DOC:    {"xs": [1, 2, 3, 4, 5], "row": {"k": "foo", "data": {"a": 1, "b": 2}}, "doc": {"a": 1, "b": 2, "type": "v1"}, "tree": {"x": 1, "children": [{"x": 2}]}, "value": 3.14}

Pattern matching is one of jetro's most expressive features. It compiles to a Maranget decision tree at lower-time and runs over all three execution domains (Val, borrowed View, tape).

Anatomy

match scrutinee with {
  pattern1 -> expr1,
  pattern2 when guard -> expr2,
  _ -> default
}
  • Arms checked top-down.
  • First match wins.
  • _ is the universal fallback.
  • when guards run after the structural match succeeds.

Pattern reference

PatternMatches
42, "x", true, nullEqual literal
_Anything
nameAnything, binds to name
1..10Number ≥ 1 and < 10
1..=10Number ≥ 1 and ≤ 10
{k: p, ...}Object with key k, value matches p
[p1, p2]Array of length 2
[h, ...t]Head + tail
p1 | p2Either
x: numberKind-bind

v0.5 note: object shorthand {id, name} binds each key to a same-name local, and rest-capture is spelled ...*rest (object) or ...tail (array): {id, name, ...*rest}, [h, ...tail]. See Limitations for the canonical pattern grammar.

1. Discriminated union

match $.event with {
  {kind: "click", x: cx, y: cy} -> f"click@{cx},{cy}",
  {kind: "key",   code: c}       -> f"key:{c}",
  {kind: "scroll", dy: d}        -> f"scroll:{d}",
  _ -> "unknown"
}

In v0.5 every object pattern key needs an explicit key: binding form; the bare {kind: "click", x, y} shorthand parses-error.

2. Numeric ranges

match $.score with {
  s when s < 0 -> "invalid",
  0..50 -> "low",
  50..80 -> "medium",
  80..=100 -> "high",
  _ -> "out of range"
}

3. Or-patterns

match $.day with {
  "sat" | "sun" -> "weekend",
  _ -> "weekday"
}

4. Rest capture

⚠ Not yet supported in v0.5. The ..rest pattern parse-errors. Bind the keys you care about explicitly and compute rest outside the match if needed:

match $.config with {
  {host: h, port: p} -> {host: h, port: p, extras: $.config.omit("host", "port")},
  _ -> null
}

5. Array shape

match $.coords with {
  [x, y] -> {x, y},
  [x, y, z] -> {x, y, z},
  _ -> null
}

6. Head + tail

match $.xs with {
  [] -> "empty",
  [first, ...rest] -> f"head={first}, count={rest.count()}",
}

7. Kind-bound + guard

match $.value with {
  s: string when s.len() > 100 -> "long string",
  s: string -> "short string",
  n: number when n > 0 -> "positive",
  n: number -> "non-positive",
  _: array -> "array",
  _ -> "other"
}

8. Deep match (..match)

Walk every descendant; collect results.

$.tree..match {
  {kind: "leaf", value} -> value,
  _ -> null
} | .compact()

The trailing .compact() drops the nulls from non-leaf descendants.

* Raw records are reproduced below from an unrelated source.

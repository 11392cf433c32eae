//! Handoff resolver — re-targets the Runner's loop to a different agent.
//!
//! A [`Handoff`] is exposed to the model as a synthetic function tool named
//! `handoff_to_<target>`, reusing the teacher's "represent an inter-agent
//! transfer as a normal function call" trick from its managed-agent
//! dispatch. Unlike the teacher, which runs the target as a nested,
//! recursive sub-run and folds its final output back into the parent's
//! transcript, a resolved handoff here performs a genuine re-target: the
//! Runner swaps its active agent and continues the *same* turn loop against
//! the (optionally filtered) conversation so far.

use std::sync::Arc;

use serde_json::Value;

use crate::agent::Agent;
use crate::item::Conversation;

/// Prefix reserved for synthetic handoff function-call names. A regular
/// tool's name must never begin with this, see [`crate::tool::Tool::name`].
pub const HANDOFF_PREFIX: &str = "handoff_to_";

/// A filter applied to the conversation carried across a handoff.
///
/// Implementations may redact, truncate, or otherwise transform history
/// before the target agent sees it. The default (no filter) carries the
/// conversation across unchanged.
pub trait InputFilter: Send + Sync {
    /// Transform the conversation handed off to the target agent.
    fn filter(&self, conversation: Conversation) -> Conversation;
}

/// An [`InputFilter`] that passes the conversation through unchanged.
#[derive(Debug, Clone, Copy, Default)]
pub struct PassThrough;

impl InputFilter for PassThrough {
    fn filter(&self, conversation: Conversation) -> Conversation {
        conversation
    }
}

/// A configured transfer target exposed to the model as a function tool.
///
/// Carries the actual target [`Agent`] (not just its name) so a resolved
/// handoff can hand the Runner a concrete agent to re-target to.
#[derive(Clone)]
pub struct Handoff {
    target_agent: Arc<Agent>,
    description: String,
    parameters: Value,
    input_filter: Arc<dyn InputFilter>,
}

impl Handoff {
    /// Create a handoff to `target_agent`, using the default
    /// `{input: string}` parameter schema and no input filter.
    #[must_use]
    pub fn new(target_agent: Agent) -> Self {
        let description = format!("Transfer the conversation to the \"{}\" agent.", target_agent.name());
        Self {
            target_agent: Arc::new(target_agent),
            description,
            parameters: default_parameters(),
            input_filter: Arc::new(PassThrough),
        }
    }

    /// Override the description shown to the model for this transfer.
    #[must_use]
    pub fn description(mut self, description: impl Into<String>) -> Self {
        self.description = description.into();
        self
    }

    /// Override the JSON-Schema parameters for this handoff's function
    /// tool. Defaults to `{"type": "object", "properties": {"input": {"type": "string"}}}`.
    #[must_use]
    pub fn parameters(mut self, parameters: Value) -> Self {
        self.parameters = parameters;
        self
    }

    /// Attach an [`InputFilter`] applied to the conversation carried to
    /// the target agent.
    #[must_use]
    pub fn input_filter(mut self, filter: impl InputFilter + 'static) -> Self {
        self.input_filter = std::sync::Arc::new(filter);
        self
    }

    /// Name of the target agent.
    #[must_use]
    pub fn target(&self) -> &str {
        self.target_agent.name()
    }

    /// The target agent itself, handed to the Runner on a resolved handoff.
    #[must_use]
    pub fn agent(&self) -> &Arc<Agent> {
        &self.target_agent
    }

    /// The synthetic function-tool name the model sees for this handoff,
    /// e.g. `handoff_to_spanish_agent`.
    #[must_use]
    pub fn tool_name(&self) -> String {
        format!("{HANDOFF_PREFIX}{}", self.target())
    }

    /// Build this handoff's [`crate::tool::ToolDefinition`] for the
    /// request's `tools` array.
    #[must_use]
    pub fn definition(&self) -> crate::tool::ToolDefinition {
        crate::tool::ToolDefinition::new(self.tool_name(), self.description.clone(), self.parameters.clone())
    }

    /// Apply this handoff's input filter to the conversation so far.
    #[must_use]
    pub fn apply_filter(&self, conversation: Conversation) -> Conversation {
        self.input_filter.filter(conversation)
    }
}

impl std::fmt::Debug for Handoff {
    fn fmt(&self, f: &mut std::fmt::Formatter<'_>) -> std::fmt::Result {
        f.debug_struct("Handoff")
            .field("target", &self.target())
            .field("description", &self.description)
            .finish_non_exhaustive()
    }
}

fn default_parameters() -> Value {
    serde_json::json!({
        "type": "object",
        "properties": {
            "input": {"type": "string"}
        },
        "required": ["input"]
    })
}

/// Outcome of scanning a turn's tool calls for a handoff request.
pub struct Resolved<'a> {
    /// The handoff that matched, taken from the agent's configured list.
    pub handoff: &'a Handoff,
    /// Arguments the model supplied to the synthetic function call.
    pub arguments: Value,
}

/// Scan `call_names` (function-call names from the current turn, in
/// order) for the first one that matches a configured handoff's tool
/// name. Only the first match is honoured; any further handoff calls in
/// the same turn are discarded, per the engine's at-most-one-handoff-per-turn
/// rule.
#[must_use]
pub fn resolve<'a>(
    handoffs: &'a [Handoff],
    calls: &[(String, Value)],
) -> Option<Resolved<'a>> {
    for (name, arguments) in calls {
        if let Some(handoff) = handoffs.iter().find(|h| &h.tool_name() == name) {
            return Some(Resolved {
                handoff,
                arguments: arguments.clone(),
            });
        }
    }
    None
}
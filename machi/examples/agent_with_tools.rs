//! An agent that calls a locally-registered tool.
//!
//! ```bash
//! export OPENAI_API_KEY=sk-...
//! cargo run --example agent_with_tools
//! ```

#![allow(clippy::print_stdout)]

use async_trait::async_trait;
use machi::prelude::*;
use serde_json::Value;

struct Weather;

#[async_trait]
impl Tool for Weather {
    fn name(&self) -> &str {
        "get_weather"
    }

    fn description(&self) -> String {
        "Look up the current weather for a city.".to_owned()
    }

    fn parameters_schema(&self) -> Value {
        serde_json::json!({
            "type": "object",
            "properties": {"city": {"type": "string"}},
            "required": ["city"]
        })
    }

    async fn execute(&self, args: Value, _context: &RunContext) -> std::result::Result<Value, ToolError> {
        let city = args["city"].as_str().unwrap_or("unknown");
        Ok(serde_json::json!({"city": city, "condition": "sunny", "celsius": 22}))
    }
}

#[tokio::main]
async fn main() -> Result<()> {
    let agent = Agent::builder("weather_bot")
        .instructions("You answer questions about the weather using the get_weather tool.")
        .model("gpt-4o-mini")
        .tool(Weather)
        .build()?;

    let config = ApiConfig::from_env()?;
    let result = run(agent, "What's the weather like in Lisbon?", config, RunOptions::default()).await?;
    println!("{}", result.output);

    Ok(())
}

9. First-match deep (..match!)

Stops at the first match — the bang variant uses early termination via the structural index where possible.

$.tree..match! {
  {role: "admin", id} -> id,
  _ -> null
}

10. Migration / rewrite (rec)

$.doc.rec({type: "v1"}, node => node.merge({type: "v2"}))

rec is the recursive sibling of match — it descends and rewrites every matching node.

11. Cross-arm sharing

When multiple arms test the same prefix ({kind: "x", ...}, {kind: "y", ...}), the lowering shares the discriminant test. You don't write anything special — the planner does it for you. Practically: write many narrow arms; they cost about as much as one big switch.

12. Guards over deep patterns

match $.row with {
  {user: {age, role: "admin"}} when age >= 18 -> "adult admin",
  {user: {age}} when age < 18 -> "minor",
  _ -> "other"
}

Bench tips

  • Patterns with literal-only discriminants (no guards) compile to switch-like decision trees and run as fast as a hand-written if/else if.
  • Guards add a per-arm conditional; cheap, but don't put expensive computation in them.
  • Deep ..match over a large doc benefits a lot from the structural index; deep ..match! (first-match) is even better.